• YOUR ASSIGNMENT:
Which lines of the material contain the word "filtered"? Show each one.
--- ENTRIES SUPPLIED ---
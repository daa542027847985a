//! # Separator normalization
//!
//! The CSV engine only understands single-byte delimiters. Anything else is
//! handled by rewriting the text first: every literal occurrence of the source
//! separator becomes the target separator, line by line, into a staging file.
//! Both reading and writing go through here, so this is the only place that
//! decides what a separator means.
//!
//! Rules shared by every rewrite:
//!
//! - blank lines (empty or whitespace only) are dropped and never count as content
//! - matching is plain substring matching, so `.`, `*` or `|` have no special meaning
//! - a source with no content yields `Ok(None)` and leaves no staging file behind

use std::{
    borrow::Cow,
    io::{self, BufRead, BufReader, BufWriter, Read, Write},
};

use encoding_rs::Encoding;
use log::debug;

use crate::{
    core::{
        encoding::{decode_reader, encode_line, ensure_writable},
        separator::{LINE_ENDING, SENTINEL, Separator},
        staging::{StagingArea, StagingFile},
    },
    error::BinderError,
};

pub(crate) fn is_blank(line: &str) -> bool {
    line.trim().is_empty()
}

/// Rewrites separators into staging files.
pub struct SeparatorNormalizer<'a> {
    staging: &'a StagingArea,
}

impl<'a> SeparatorNormalizer<'a> {
    pub fn new(staging: &'a StagingArea) -> Self {
        Self { staging }
    }

    /// Rewrites `input` into a new staging file.
    ///
    /// # Parameters
    /// - `input`: the text to rewrite, in `input_encoding`
    /// - `output_encoding`: encoding of the staging file
    /// - `source`: separator to look for
    /// - `target`: separator written in its place
    ///
    /// # Returns
    /// - `Ok(Some(file))` with the populated staging file, now owned by the caller
    /// - `Ok(None)` if the input holds no non-blank line
    /// - `Err(BinderError::Io(_))` on any read or write failure
    /// - `Err(BinderError::SentinelCollision { .. })` if the input already
    ///   contains the sentinel while rewriting towards it
    ///
    /// The staging file is removed on every path that does not return it.
    pub fn normalize<R: Read>(
        &self,
        input: R,
        input_encoding: &'static Encoding,
        output_encoding: &'static Encoding,
        source: &Separator,
        target: &Separator,
    ) -> Result<Option<StagingFile>, BinderError> {
        ensure_writable(output_encoding)?;

        let (staging, file) = self.staging.create()?;
        let mut writer = BufWriter::new(file);
        let reader = BufReader::new(decode_reader(input, input_encoding));

        let rewrite = source != target;
        let guard_sentinel = rewrite && target.is_sentinel();

        let mut line_number = 0u64;
        let mut written = 0u64;
        for line in reader.lines() {
            let line = line?;
            line_number += 1;

            if is_blank(&line) {
                continue;
            }
            if guard_sentinel && line.contains(SENTINEL) {
                return Err(BinderError::SentinelCollision { line: line_number });
            }

            let line: Cow<'_, str> = if rewrite {
                Cow::Owned(line.replace(source.as_str(), target.as_str()))
            } else {
                Cow::Borrowed(&line)
            };

            writer.write_all(&encode_line(output_encoding, &line)?)?;
            writer.write_all(&encode_line(output_encoding, LINE_ENDING)?)?;
            written += 1;
        }
        writer.flush()?;
        drop(writer);

        debug!(
            "Normalized {} of {} lines from {:?} to {:?}",
            written, line_number, source, target
        );

        if written == 0 {
            // Dropping the handle removes the empty staging file.
            return Ok(None);
        }
        Ok(Some(staging))
    }
}

/// A reader that yields only the non-blank lines of its source.
///
/// Used when the separator can go straight to the CSV engine, so blank lines
/// are dropped without a staging file.
pub struct NonBlankLines<R> {
    inner: R,
    line: String,
    position: usize,
}

impl<R: BufRead> NonBlankLines<R> {
    pub fn new(inner: R) -> Self {
        Self {
            inner,
            line: String::new(),
            position: 0,
        }
    }
}

impl<R: BufRead> Read for NonBlankLines<R> {
    fn read(&mut self, buf: &mut [u8]) -> io::Result<usize> {
        while self.position == self.line.len() {
            self.line.clear();
            self.position = 0;
            if self.inner.read_line(&mut self.line)? == 0 {
                return Ok(0);
            }
            if is_blank(&self.line) {
                self.line.clear();
            }
        }

        let remaining = &self.line.as_bytes()[self.position..];
        let count = remaining.len().min(buf.len());
        buf[..count].copy_from_slice(&remaining[..count]);
        self.position += count;
        Ok(count)
    }
}

#[cfg(test)]
mod tests {
    use std::fs;

    use encoding_rs::{UTF_8, WINDOWS_1252};
    use tempfile::TempDir;

    use super::*;

    fn sep(value: &str) -> Separator {
        Separator::new(value).unwrap()
    }

    fn staged_files(dir: &TempDir) -> usize {
        fs::read_dir(dir.path()).map(|d| d.count()).unwrap_or(0)
    }

    #[test]
    fn multi_character_separator_becomes_the_target() -> Result<(), BinderError> {
        let dir = TempDir::new()?;
        let area = StagingArea::new(dir.path());
        let normalizer = SeparatorNormalizer::new(&area);

        let input = "a::|b::|c\n\n   \nd::|e::|f\n";
        let staged = normalizer
            .normalize(input.as_bytes(), UTF_8, UTF_8, &sep("::|"), &sep(";"))?
            .expect("content expected");

        let content = fs::read_to_string(staged.path())?;
        assert_eq!(content, format!("a;b;c{0}d;e;f{0}", LINE_ENDING));

        drop(staged);
        assert_eq!(staged_files(&dir), 0);
        Ok(())
    }

    #[test]
    fn pattern_characters_are_matched_literally() -> Result<(), BinderError> {
        let dir = TempDir::new()?;
        let area = StagingArea::new(dir.path());
        let normalizer = SeparatorNormalizer::new(&area);

        let input = "x.*y.*z\nab|c";
        let staged = normalizer
            .normalize(input.as_bytes(), UTF_8, UTF_8, &sep(".*"), &sep("$1"))?
            .expect("content expected");

        let content = fs::read_to_string(staged.path())?;
        assert_eq!(content, format!("x$1y$1z{0}ab|c{0}", LINE_ENDING));
        Ok(())
    }

    #[test]
    fn identical_separators_copy_non_blank_lines() -> Result<(), BinderError> {
        let dir = TempDir::new()?;
        let area = StagingArea::new(dir.path());
        let normalizer = SeparatorNormalizer::new(&area);

        let input = "\r\none,two\r\n\t\r\nthree,four";
        let staged = normalizer
            .normalize(input.as_bytes(), UTF_8, UTF_8, &sep(","), &sep(","))?
            .expect("content expected");

        let content = fs::read_to_string(staged.path())?;
        assert_eq!(content, format!("one,two{0}three,four{0}", LINE_ENDING));
        Ok(())
    }

    #[test]
    fn blank_input_yields_nothing_and_leaves_no_file() -> Result<(), BinderError> {
        let dir = TempDir::new()?;
        let area = StagingArea::new(dir.path());
        let normalizer = SeparatorNormalizer::new(&area);

        for input in ["", "\n", "  \n\t\n\r\n"] {
            let staged =
                normalizer.normalize(input.as_bytes(), UTF_8, UTF_8, &sep("||"), &sep(","))?;
            assert!(staged.is_none());
        }
        assert_eq!(staged_files(&dir), 0);
        Ok(())
    }

    #[test]
    fn sentinel_in_source_is_rejected() -> Result<(), BinderError> {
        let dir = TempDir::new()?;
        let area = StagingArea::new(dir.path());
        let normalizer = SeparatorNormalizer::new(&area);

        let input = "a||b\nc\u{1}d||e";
        let result = normalizer.normalize(
            input.as_bytes(),
            UTF_8,
            UTF_8,
            &sep("||"),
            &Separator::sentinel(),
        );
        assert!(matches!(
            result,
            Err(BinderError::SentinelCollision { line: 2 })
        ));
        assert_eq!(staged_files(&dir), 0);
        Ok(())
    }

    #[test]
    fn output_is_written_in_the_requested_encoding() -> Result<(), BinderError> {
        let dir = TempDir::new()?;
        let area = StagingArea::new(dir.path());
        let normalizer = SeparatorNormalizer::new(&area);

        let staged = normalizer
            .normalize("café##crème".as_bytes(), UTF_8, WINDOWS_1252, &sep("##"), &sep(","))?
            .expect("content expected");

        let mut expected = b"caf\xE9,cr\xE8me".to_vec();
        expected.extend_from_slice(LINE_ENDING.as_bytes());
        assert_eq!(fs::read(staged.path())?, expected);
        Ok(())
    }

    #[test]
    fn non_blank_lines_reader_skips_whitespace_lines() -> io::Result<()> {
        let mut filtered = String::new();
        NonBlankLines::new("a,b\n \n\nc,d\n\t".as_bytes()).read_to_string(&mut filtered)?;
        assert_eq!(filtered, "a,b\nc,d\n");
        Ok(())
    }
}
---
• RESPONSE TO THE TASK:
        let mut filtered = String::new();
        NonBlankLines::new("a,b\n \n\nc,d\n\t".as_bytes()).read_to_string(&mut filtered)?;
        assert_eq!(filtered, "a,b\nc,d\n");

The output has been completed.